Playland - Tiger Competition (World Premiere)

Still from Playland. Courtesy of Georden West

How does a dedicated space for marginalized communities remain active despite police raiding, "urban renewal," and its non-physical existence? Newly named 25 New Face Georden West reckons with this dilemma in their debut feature Playland. It follows a night at the eponymous, oldest, diverse LGBTQ bar in Boston. The real-life Playland, founded in 1937, was unfortunately demolished in 1998 in the wake of said actions. So instead of doing a biopic of the bar's history, West builds an imaginary world filled with Jarman-Esque costume-designed characters and production design that make the spectacle mundane and Meilies's magical yet believable cinematography. As flashes of flickering lights and a lineage of prominent tangible materials (off-camera songs, archival materials, etc.) speak to the characters' stories, Playland tackles what's known into a physical space with new memories and legacies that honor Playland's staff and patrons. West cherishes Playland's wonders, mysteriousness, and inhabitants. As a result, they forgo presenting a history that often contains gentrification and police brutality at the forefront.

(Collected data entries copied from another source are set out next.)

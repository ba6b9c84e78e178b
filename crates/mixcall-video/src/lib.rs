//! Video frame delivery for subscribed streams.
//!
//! Pulls decoded I420 frames from a subscription's frame stream and hands
//! them to a platform sink, one background task per stream. Implements the
//! render-target seam the session attaches the mixed stream to.

use std::collections::HashMap;
use std::sync::{Arc, Mutex, OnceLock};

use futures_util::stream::BoxStream;
use futures_util::StreamExt;
use tokio::runtime::{Handle, Runtime};
use tokio::sync::watch;
use tokio::task::JoinHandle;

use mixcall_core::sdk::{VideoFrame, VideoRenderTarget};

/// Receives decoded frames from a renderer task.
///
/// Implementations bridge to a platform surface (SurfaceTexture, CALayer,
/// a desktop callback) and must tolerate being called from a tokio worker.
pub trait FrameSink: Send + Sync {
    fn on_frame(&self, frame: &VideoFrame);
}

/// Per-stream renderer handle. Dropping cancels the background task.
struct StreamRenderer {
    cancel_tx: watch::Sender<bool>,
    _handle: JoinHandle<()>,
}

/// Registry of active renderers, keyed by stream id.
static RENDERERS: OnceLock<Mutex<HashMap<String, StreamRenderer>>> = OnceLock::new();

/// Fallback tokio runtime for frame loops (2 worker threads).
static RT: OnceLock<Runtime> = OnceLock::new();

fn renderers() -> &'static Mutex<HashMap<String, StreamRenderer>> {
    RENDERERS.get_or_init(|| Mutex::new(HashMap::new()))
}

fn runtime() -> &'static Runtime {
    RT.get_or_init(|| {
        tokio::runtime::Builder::new_multi_thread()
            .worker_threads(2)
            .thread_name("mixcall-video")
            .enable_all()
            .build()
            .expect("failed to create mixcall-video runtime")
    })
}

/// Start delivering `frames` for `stream_id` to `sink`.
///
/// Replaces any existing renderer for that id. If `rt_handle` is provided
/// the loop runs on that runtime, otherwise on the crate's fallback
/// runtime; callers should pass the application handle so frame delivery
/// shares a runtime with the session.
pub fn start_stream_renderer(
    stream_id: String,
    frames: BoxStream<'static, VideoFrame>,
    sink: Arc<dyn FrameSink>,
    rt_handle: Option<Handle>,
) {
    stop_stream_renderer(&stream_id);

    let (cancel_tx, cancel_rx) = watch::channel(false);
    let id = stream_id.clone();

    let handle = match rt_handle {
        Some(h) => h.spawn(frame_loop(id, frames, sink, cancel_rx)),
        None => runtime().spawn(frame_loop(id, frames, sink, cancel_rx)),
    };

    renderers()
        .lock()
        .expect("renderer lock poisoned")
        .insert(
            stream_id,
            StreamRenderer {
                cancel_tx,
                _handle: handle,
            },
        );
}

/// Stop and remove the renderer for `stream_id`.
pub fn stop_stream_renderer(stream_id: &str) {
    if let Some(renderer) = renderers()
        .lock()
        .expect("renderer lock poisoned")
        .remove(stream_id)
    {
        let _ = renderer.cancel_tx.send(true);
    }
}

/// Whether a renderer is currently registered for `stream_id`.
pub fn is_rendering(stream_id: &str) -> bool {
    renderers()
        .lock()
        .expect("renderer lock poisoned")
        .contains_key(stream_id)
}

async fn frame_loop(
    stream_id: String,
    mut frames: BoxStream<'static, VideoFrame>,
    sink: Arc<dyn FrameSink>,
    mut cancel_rx: watch::Receiver<bool>,
) {
    tracing::info!(stream_id = %stream_id, "frame loop started");

    let mut frame_count: u64 = 0;
    loop {
        tokio::select! {
            _ = cancel_rx.changed() => {
                tracing::info!(stream_id = %stream_id, "frame loop cancelled");
                break;
            }
            frame_opt = frames.next() => {
                match frame_opt {
                    Some(frame) => {
                        frame_count += 1;
                        if frame_count == 1 {
                            tracing::info!(
                                stream_id = %stream_id,
                                width = frame.width,
                                height = frame.height,
                                "first video frame received"
                            );
                        }
                        sink.on_frame(&frame);
                    }
                    None => {
                        tracing::info!(stream_id = %stream_id, "video stream ended");
                        break;
                    }
                }
            }
        }
    }

    tracing::info!(stream_id = %stream_id, "frame loop exited");
}

/// Render target wiring the session's subscribed stream to a [`FrameSink`].
pub struct SurfaceRenderer {
    sink: Arc<dyn FrameSink>,
    rt_handle: Option<Handle>,
}

impl SurfaceRenderer {
    pub fn new(sink: Arc<dyn FrameSink>, rt_handle: Option<Handle>) -> Self {
        Self { sink, rt_handle }
    }
}

impl VideoRenderTarget for SurfaceRenderer {
    fn attach(&self, stream_id: &str, frames: BoxStream<'static, VideoFrame>) {
        start_stream_renderer(
            stream_id.to_string(),
            frames,
            self.sink.clone(),
            self.rt_handle.clone(),
        );
    }

    fn detach(&self, stream_id: &str) {
        stop_stream_renderer(stream_id);
    }
}
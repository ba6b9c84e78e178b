//! Boundary to the external conferencing SDK.
//!
//! Everything hard (ICE negotiation, media transport, codec negotiation,
//! stream mixing) lives behind [`ConferenceBackend`]; this crate only
//! orchestrates it. The types here mirror the SDK's object model as plain
//! data so the session can be driven and tested without native media.

use async_trait::async_trait;
use futures_util::stream::BoxStream;
use tokio::sync::mpsc;

use crate::config::IceServer;
use crate::errors::MixcallError;

/// A video resolution, in pixels.
#[derive(Debug, Clone, Copy, PartialEq, Eq, Default)]
pub struct Resolution {
    pub width: u32,
    pub height: u32,
}

impl Resolution {
    pub const fn new(width: u32, height: u32) -> Self {
        Self { width, height }
    }
}

#[derive(Debug, Clone, Copy, PartialEq, Eq)]
pub enum CameraFacing {
    Front,
    Back,
}

/// Capture constraints for the video half of a local stream.
#[derive(Debug, Clone, PartialEq, Eq)]
pub struct VideoConstraints {
    pub frame_rate: u32,
    pub resolution: Resolution,
    pub facing: CameraFacing,
}

impl Default for VideoConstraints {
    fn default() -> Self {
        Self {
            frame_rate: 30,
            resolution: Resolution::new(640, 480),
            facing: CameraFacing::Front,
        }
    }
}

/// Capture constraints for a local stream.
#[derive(Debug, Clone, PartialEq, Eq)]
pub struct StreamConstraints {
    pub audio: bool,
    pub video: Option<VideoConstraints>,
}

impl StreamConstraints {
    /// Microphone plus front camera at the default resolution.
    pub fn audio_video() -> Self {
        Self {
            audio: true,
            video: Some(VideoConstraints::default()),
        }
    }

    /// Microphone only.
    pub fn audio_only() -> Self {
        Self {
            audio: true,
            video: None,
        }
    }
}

#[derive(Debug, Clone, Copy, PartialEq, Eq)]
pub enum AudioCodec {
    Opus,
}

#[derive(Debug, Clone, Copy, PartialEq, Eq)]
pub enum VideoCodec {
    H264,
}

/// Codec selection for an outbound stream.
///
/// The pair must match the server's accepted codec set exactly; there is
/// no capability negotiation and a mismatch fails the publish outright.
#[derive(Debug, Clone, PartialEq, Eq)]
pub struct PublishOptions {
    pub audio_codec: AudioCodec,
    pub video_codec: VideoCodec,
}

impl Default for PublishOptions {
    fn default() -> Self {
        Self {
            audio_codec: AudioCodec::Opus,
            video_codec: VideoCodec::H264,
        }
    }
}

#[derive(Debug, Clone, Default, PartialEq, Eq)]
pub struct SubscribeOptions {
    pub video_resolution: Option<Resolution>,
}

/// Captured local audio/video. Owned by the session; released on leave.
#[derive(Debug, Clone, PartialEq, Eq)]
pub struct LocalStream {
    pub id: String,
}

/// Snapshot of an inbound stream advertised by the room.
#[derive(Debug, Clone, PartialEq, Eq)]
pub struct RemoteStreamInfo {
    pub id: String,
    pub origin: String,
    /// Server-composed stream combining every participant's media.
    pub is_mixed: bool,
    pub video_resolutions: Vec<Resolution>,
}

/// Outbound media relationship with the conference. Only valid between the
/// publish success and a `PublicationEnded` notification or leave.
#[derive(Debug, Clone, PartialEq, Eq)]
pub struct Publication {
    pub id: String,
}

/// Inbound media relationship; same lifecycle shape as [`Publication`].
#[derive(Debug, Clone, PartialEq, Eq)]
pub struct Subscription {
    pub id: String,
    pub stream_id: String,
}

/// Room snapshot returned by a successful join.
#[derive(Debug, Clone, PartialEq, Eq)]
pub struct ConferenceInfo {
    pub conference_id: String,
    pub remote_streams: Vec<RemoteStreamInfo>,
}

#[derive(Debug, Clone, Copy, PartialEq, Eq)]
pub enum TrackKind {
    Audio,
    Video,
}

/// One decoded I420 video frame.
#[derive(Debug, Clone)]
pub struct VideoFrame {
    pub width: u32,
    pub height: u32,
    pub data: Vec<u8>,
}

/// Notifications pushed by the conferencing layer after a join.
#[derive(Debug, Clone, PartialEq, Eq)]
pub enum ConferenceEvent {
    Disconnected,
    StreamAdded(RemoteStreamInfo),
    ParticipantJoined {
        id: String,
    },
    MessageReceived {
        payload: String,
        sender_id: String,
        target: String,
    },
    StreamEnded {
        stream_id: String,
    },
    StreamUpdated {
        stream_id: String,
    },
    PublicationEnded {
        publication_id: String,
    },
    PublicationMuted {
        publication_id: String,
        kind: TrackKind,
    },
    PublicationUnmuted {
        publication_id: String,
        kind: TrackKind,
    },
    SubscriptionEnded {
        subscription_id: String,
    },
    SubscriptionMuted {
        subscription_id: String,
        kind: TrackKind,
    },
    SubscriptionUnmuted {
        subscription_id: String,
        kind: TrackKind,
    },
}

/// Operations the external conferencing SDK provides.
///
/// Each operation is a single outstanding call with no retry; the
/// notification channel returned by [`join`](Self::join) is consumed by
/// the session's event loop.
#[async_trait]
pub trait ConferenceBackend: Send + Sync {
    /// Join a room with a one-shot token and the session's ICE servers.
    /// Returns the room snapshot and the notification channel for this
    /// conference instance.
    async fn join(
        &self,
        token: &str,
        ice_servers: &[IceServer],
    ) -> Result<(ConferenceInfo, mpsc::UnboundedReceiver<ConferenceEvent>), MixcallError>;

    /// Start capture and hand back the local stream handle.
    async fn create_local_stream(
        &self,
        constraints: &StreamConstraints,
    ) -> Result<LocalStream, MixcallError>;

    async fn publish(
        &self,
        stream: &LocalStream,
        options: &PublishOptions,
    ) -> Result<Publication, MixcallError>;

    async fn subscribe(
        &self,
        stream_id: &str,
        options: &SubscribeOptions,
    ) -> Result<Subscription, MixcallError>;

    /// Decoded frames for a subscribed stream, in arrival order. The
    /// stream ends when the subscription does.
    fn video_frames(&self, subscription: &Subscription) -> BoxStream<'static, VideoFrame>;

    /// Stop capture and drop the local stream.
    async fn release_local_stream(&self, stream: LocalStream);

    async fn leave(&self) -> Result<(), MixcallError>;
}

/// Render seam: binds a subscribed stream's frames to a platform surface.
/// Implemented by the render layer; the session attaches on subscribe
/// success and detaches on leave.
pub trait VideoRenderTarget: Send + Sync {
    fn attach(&self, stream_id: &str, frames: BoxStream<'static, VideoFrame>);
    fn detach(&self, stream_id: &str);
}

#[cfg(test)]
mod tests {
    use super::*;

    #[test]
    fn publish_options_default_to_the_fixed_codec_pair() {
        let options = PublishOptions::default();
        assert_eq!(options.audio_codec, AudioCodec::Opus);
        assert_eq!(options.video_codec, VideoCodec::H264);
    }

    #[test]
    fn default_video_constraints_are_vga_front_camera() {
        let video = VideoConstraints::default();
        assert_eq!(video.frame_rate, 30);
        assert_eq!(video.resolution, Resolution::new(640, 480));
        assert_eq!(video.facing, CameraFacing::Front);
    }

    #[test]
    fn audio_only_constraints_have_no_video() {
        let constraints = StreamConstraints::audio_only();
        assert!(constraints.audio);
        assert!(constraints.video.is_none());
    }
}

Saint Omer -  Limelight (Dutch Premiere)

Still from Saint Omer. Courtesy of Super Ltd.

The way information is distributed impacts the way one sees the world. In Alice Diop's narrative debut feature, she investigates the conundrum when Senegalese immigrant Laurence Coly (the stunning Guslagie Malanda) is on trial for the infanticide of her mixed-race daughter. However, the story centers on incoming mother Rama comprehending and understanding Coly's case. Virtually everything the audience knows about Laurence is based on white people's perceptions of her physical appearance instead of factual statements about her life or the content of her character. Coly is complex in finding solutions to her case, which she sounds like a truth-teller or a liar when she uses sorcery as a defense strategy. Yet, Diop presents a retelling based on a real-life event and doesn't do a conclusive reading in her Oscar-shortlisted exploration of Black motherhood and female interiority.